いきなり、全裸でバットスイングをする21歳の青年が登場します。

相談に来た母親の左頬には、傷にあてるガーゼとテープが。

青年は法学部に入れる成績だったものの、受験を前にして成績が急降下。

法学部には入れませんでした。

青年の両親は弁護士のエリート一家。

青年の将来は弁護士と、両親から決めつけられていました。

他学部に入学した直後、大学を休んだので母親が部屋を除くと、青年は教科書を逆さまに読んでいました。

そして、突然「これからは中国だっ!!」と叫び、そのまま大学は休学。

この時点で、心療内科では統合失調症の診断が下っていました。

突然「歌手になる」と言い出して金髪に染め、母親に何百枚もの写真を撮らせたり、数十万もするサンドバッグを購入させ、それを殴っている姿をわざと見せつけたりしました。

母親は、身の危険を感じて包丁をタオルで包み、引き出してのお気に隠して寝たものの、翌朝にはタオルを外した状態でテーブルの上においてあったことも。

そして、ついにはバットで飼い猫を撲殺。

病院に移送するのは、あくまでも青年の意志で言ってもらいたいとする押川剛さんは、母親には狂器となり得るものを隠すように指示して、当日はスタッフに様子をビデオカメラで撮影させます。

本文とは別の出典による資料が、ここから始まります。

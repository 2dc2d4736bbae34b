use std::path::PathBuf;
use std::time::Instant;

use mend_engine::{Engine, LayerSelection, TransformRequest};
use rayon::prelude::*;
use tracing::{debug, info};

use crate::report::FixReport;

#[derive(Debug, Clone, Default)]
pub struct FixOptions {
    /// Absolute files or directories.
    pub paths: Vec<PathBuf>,
    pub layers: LayerSelection,
    pub dry_run: bool,
    /// Report only; returned code is the original and nothing is written.
    pub analyze: bool,
    pub verbose: bool,
}

/// Expand directories through the engine's filter. Explicit files are kept
/// as given so the engine can report them as excluded.
pub fn collect_targets(engine: &Engine, paths: &[PathBuf]) -> Vec<PathBuf> {
    let mut targets = Vec::new();
    for path in paths {
        if path.is_dir() {
            let found = engine.filter().discover(path);
            debug!(dir = %path.display(), files = found.len(), "discovered");
            targets.extend(found);
        } else {
            targets.push(path.clone());
        }
    }
    targets.sort();
    targets.dedup();
    targets
}

pub fn run_fix(engine: &Engine, options: &FixOptions) -> FixReport {
    let start = Instant::now();
    let targets = collect_targets(engine, &options.paths);
    info!(files = targets.len(), "fixing");

    let results: Vec<_> = targets
        .par_iter()
        .map(|path| {
            let request = TransformRequest::for_file(path)
                .with_layers(options.layers.clone())
                .dry_run(options.dry_run)
                .apply_fixes(!options.analyze)
                .verbose(options.verbose);
            engine.transform(&request)
        })
        .collect();

    info!(elapsed = ?start.elapsed(), "fix finished");
    FixReport::new(results, options.dry_run || options.analyze)
}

今後の治療や人間関係の構築など、あらゆる状況に備えて、対象者とその一部始終を記録します。

押川剛さんは、青年を呼び捨てにして上下関係を示します。

すると、青年は押川剛さんに大人しく従いました。

しかし、3ヶ月入院しても状況は改善せず。

押川剛さんは一軒家を借り、青年や境遇の似た若者を受け入れ共同生活させました。

すると、青年は脱走。

押川剛さんは、行く先が両親の住んでいた家だとすぐにわかり、先回りして待ち伏せます。

そもそも、そこには両親はすでに住んでおらず、青年を恐れ、青年とは暮らせないと引っ越していました。

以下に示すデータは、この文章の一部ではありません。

//! Engine configuration
//!
//! Read from `mend.config.json`. Every field has a default, so a partial file
//! (or none at all) is valid.

use std::fs;
use std::path::{Path, PathBuf};
use std::time::Duration;

use serde::{Deserialize, Serialize};

use crate::recovery::ResourceLimits;

pub const CONFIG_FILE_NAME: &str = "mend.config.json";

#[derive(Debug, Clone, PartialEq, Serialize, Deserialize)]
#[serde(rename_all = "camelCase", default)]
pub struct EngineConfig {
    /// Root of the backup tree. Relative paths resolve against `project_root`.
    pub backup_dir: PathBuf,
    /// Used when writing to `backup_dir` fails and recovery picks the
    /// alternate location.
    pub alternate_backup_dir: PathBuf,
    pub max_backups: usize,
    pub exclude_patterns: Vec<String>,
    pub include_patterns: Vec<String>,
    pub rule_store_path: PathBuf,
    /// Base for relative backup paths. Defaults to the current directory.
    pub project_root: Option<PathBuf>,
    pub recovery: RecoveryConfig,
    pub learning: LearningConfig,
}

impl Default for EngineConfig {
    fn default() -> Self {
        Self {
            backup_dir: PathBuf::from(".mend/backups"),
            alternate_backup_dir: std::env::temp_dir().join("mend-backups"),
            max_backups: 10,
            exclude_patterns: [
                "**/node_modules/**",
                "**/.git/**",
                "**/.next/**",
                "**/dist/**",
                "**/build/**",
                "**/out/**",
                "**/coverage/**",
                "**/.mend/**",
            ]
            .into_iter()
            .map(String::from)
            .collect(),
            include_patterns: [
                "**/*.js",
                "**/*.jsx",
                "**/*.ts",
                "**/*.tsx",
                "**/*.mjs",
                "**/*.cjs",
                "**/*.json",
                "**/*.css",
                "**/*.scss",
                "**/*.html",
                "**/*.svg",
            ]
            .into_iter()
            .map(String::from)
            .collect(),
            rule_store_path: PathBuf::from(".mend/learned-rules.json"),
            project_root: None,
            recovery: RecoveryConfig::default(),
            learning: LearningConfig::default(),
        }
    }
}

impl EngineConfig {
    pub fn load(path: &Path) -> anyhow::Result<Self> {
        let content = fs::read_to_string(path)?;
        let config: EngineConfig = serde_json::from_str(&content)?;
        Ok(config)
    }

    /// Load `mend.config.json` from `dir` when present, defaults otherwise.
    pub fn discover(dir: &Path) -> anyhow::Result<Self> {
        let candidate = dir.join(CONFIG_FILE_NAME);
        if candidate.is_file() {
            let mut config = Self::load(&candidate)?;
            if config.project_root.is_none() {
                config.project_root = Some(dir.to_path_buf());
            }
            Ok(config)
        } else {
            Ok(Self {
                project_root: Some(dir.to_path_buf()),
                ..Self::default()
            })
        }
    }

    pub fn project_root(&self) -> PathBuf {
        self.project_root
            .clone()
            .or_else(|| std::env::current_dir().ok())
            .unwrap_or_else(|| PathBuf::from("."))
    }

    /// Resolve a configured path against the project root.
    pub fn resolve(&self, path: &Path) -> PathBuf {
        if path.is_absolute() {
            path.to_path_buf()
        } else {
            self.project_root().join(path)
        }
    }
}

#[derive(Debug, Clone, PartialEq, Serialize, Deserialize)]
#[serde(rename_all = "camelCase", default)]
pub struct RecoveryConfig {
    pub failure_threshold: usize,
    pub recovery_timeout_ms: u64,
    pub monitoring_window_ms: u64,
    pub base_delay_ms: u64,
    pub max_delay_ms: u64,
    pub resource_limits: ResourceLimits,
}

impl Default for RecoveryConfig {
    fn default() -> Self {
        Self {
            failure_threshold: 5,
            recovery_timeout_ms: 60_000,
            monitoring_window_ms: 300_000,
            base_delay_ms: 100,
            max_delay_ms: 5_000,
            resource_limits: ResourceLimits::default(),
        }
    }
}

impl RecoveryConfig {
    pub fn recovery_timeout(&self) -> Duration {
        Duration::from_millis(self.recovery_timeout_ms)
    }

    pub fn monitoring_window(&self) -> Duration {
        Duration::from_millis(self.monitoring_window_ms)
    }
}

#[derive(Debug, Clone, PartialEq, Serialize, Deserialize)]
#[serde(rename_all = "camelCase", default)]
pub struct LearningConfig {
    pub enabled: bool,
    pub confidence_threshold: f64,
    pub confidence_delta: f64,
}

impl Default for LearningConfig {
    fn default() -> Self {
        Self {
            enabled: true,
            confidence_threshold: 0.7,
            confidence_delta: 0.1,
        }
    }
}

その後、青年は就職したものの、職場で暴行事件を起こして逮捕。

押川剛さんが身元引受人になって執行猶予となったものの、すぐに再犯して実刑となってしまいました。

青年は、出所して精神科病院へ移るも妄想を口にするようになり、両親は1度も面会に来ないそうです。

本書に登場する毒親は実はあなたかもしれない

毒親について話題にすると、多くの親は、自分とは関係ない特別な「鬼畜」とレッテルを貼ります。

では自分はそうではないのかというと、子どもに暴力を振るっても「それは愛情があるからだ」、進学でプレッシャーをかけていても「子供の将来をあんじているからだ」と言い張ります。

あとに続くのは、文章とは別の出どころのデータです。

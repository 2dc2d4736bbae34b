//! Shared fixtures for the engine integration tests.

#![allow(dead_code)]

use std::fs;
use std::path::{Path, PathBuf};

use mend_engine::config::RecoveryConfig;
use mend_engine::EngineConfig;
use tempfile::TempDir;

/// A throwaway project directory with an engine config rooted in it.
pub struct Project {
    pub dir: TempDir,
}

impl Project {
    pub fn new() -> Self {
        Self {
            dir: TempDir::new().unwrap(),
        }
    }

    pub fn root(&self) -> &Path {
        self.dir.path()
    }

    pub fn config(&self) -> EngineConfig {
        EngineConfig {
            project_root: Some(self.root().to_path_buf()),
            alternate_backup_dir: self.root().join("alternate-backups"),
            recovery: RecoveryConfig {
                base_delay_ms: 1,
                max_delay_ms: 4,
                ..RecoveryConfig::default()
            },
            ..EngineConfig::default()
        }
    }

    pub fn write(&self, relative: &str, content: &str) -> PathBuf {
        let path = self.root().join(relative);
        fs::create_dir_all(path.parent().unwrap()).unwrap();
        fs::write(&path, content).unwrap();
        path
    }

    pub fn read(&self, relative: &str) -> String {
        fs::read_to_string(self.root().join(relative)).unwrap()
    }
}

しかし、その「愛情」は、自分の思いどおりにさせたいという自分への「愛情」ではないのですか。

「将来をあんじている」のは、子供に対してではなく、自分の外聞ではないのですか。

もちろん、客観的に明明白白な虐待はだめですが、かりにそれとは違っていたとしても、親ファーストの親子関係の結果は、本書に出てくるような問題につながるのです。

つまり、子を追い詰める毒親かどうかには、明確な線引などなく、親なら誰でも間違えばそうなり得るのです。

その覚悟をもって本書を読むと、自分の心へのリアリティはいっそうましてくるでしょう。

以上、「子どもを殺してください」という親たち(押川剛著/鈴木マサカズ画、新潮社)は、精神障害者移送サービス業を描いています、でした。